A statewide series of raids in April netted 135 arrests and 3,400 plants, most of them in South Florida. The same day, the Florida Legislature passed stiffer penalties for growing marijuana.

Nevertheless, Nanney said, the trade remains profitable -- and the homes attractive for robbers.

So far in 2008, four people have been murdered in grow house-related violence. A fifth man was found dismembered in South Miami-Dade, though police believe he was killed in 2006.

Because of the unprecedented spike in such killings, Miami-Dade's homicide bureau is considering adding ''grow house'' to the categories they use to track murder motives.

Celestina Fiallo's boyfriend grew marijuana inside their Cutler Ridge house. It led to her demise.

Rustled from their sleep one night in May, two men forced their way into the house. A gun battle erupted.

Fiallo, 42, was shot dead. The robbers remain unknown.

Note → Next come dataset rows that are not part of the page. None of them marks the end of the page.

//! Application configuration structures.

use serde::{Deserialize, Serialize};
use storefront_core::telemetry::TelemetryConfig;

/// Root application configuration.
#[derive(Debug, Clone, Default, Serialize, Deserialize)]
pub struct AppConfig {
    /// Application name and metadata.
    #[serde(default)]
    pub app: AppMetadata,

    /// Logging configuration.
    #[serde(default)]
    pub observability: TelemetryConfig,

    /// Stock rules applied to purchases.
    #[serde(default)]
    pub inventory: InventoryConfig,

    /// Entity/DTO mapping behaviour.
    #[serde(default)]
    pub mapping: MappingConfig,
}

/// Application metadata.
#[derive(Debug, Clone, Serialize, Deserialize)]
pub struct AppMetadata {
    /// Application name.
    pub name: String,
    /// Application version.
    pub version: String,
    /// Environment (development, staging, production).
    pub environment: String,
}

impl Default for AppMetadata {
    fn default() -> Self {
        Self {
            name: "storefront".to_string(),
            version: env!("CARGO_PKG_VERSION").to_string(),
            environment: "development".to_string(),
        }
    }
}

/// Inventory configuration.
#[derive(Debug, Clone, Serialize, Deserialize)]
#[serde(default)]
pub struct InventoryConfig {
    /// Reject new purchases whose items exceed the product stock.
    pub enforce_stock_check: bool,
}

impl Default for InventoryConfig {
    fn default() -> Self {
        Self {
            enforce_stock_check: true,
        }
    }
}

/// Mapping configuration.
#[derive(Debug, Clone, Serialize, Deserialize)]
#[serde(default)]
pub struct MappingConfig {
    /// Log discarded changes to immutable purchase item fields at `warn`
    /// level instead of `debug`.
    pub warn_on_ignored_changes: bool,
}

impl Default for MappingConfig {
    fn default() -> Self {
        Self {
            warn_on_ignored_changes: true,
        }
    }
}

On Sept. 11, officers found Jose A. Vento, 42, and Julian Brajales, 44, shot to death inside a Kendall house. Officers also found a full marijuana-growing operation. Bullet casings littered the house. The case is unsolved.

Nine days later, in an unrelated case, Javier Hernandez, 42, and Roberto Diaz, 45, guarding a grow house, were robbed by four men. Hernandez was shot and killed. Diaz was charged with armed marijuana trafficking.

For the murder, detectives are hunting for Michael Barrios Barrios, 33. Police ask anyone with information to call Miami-Dade's homicide bureau at 305-471-2400 or Miami-Dade CrimeStoppers at 305-471-8477.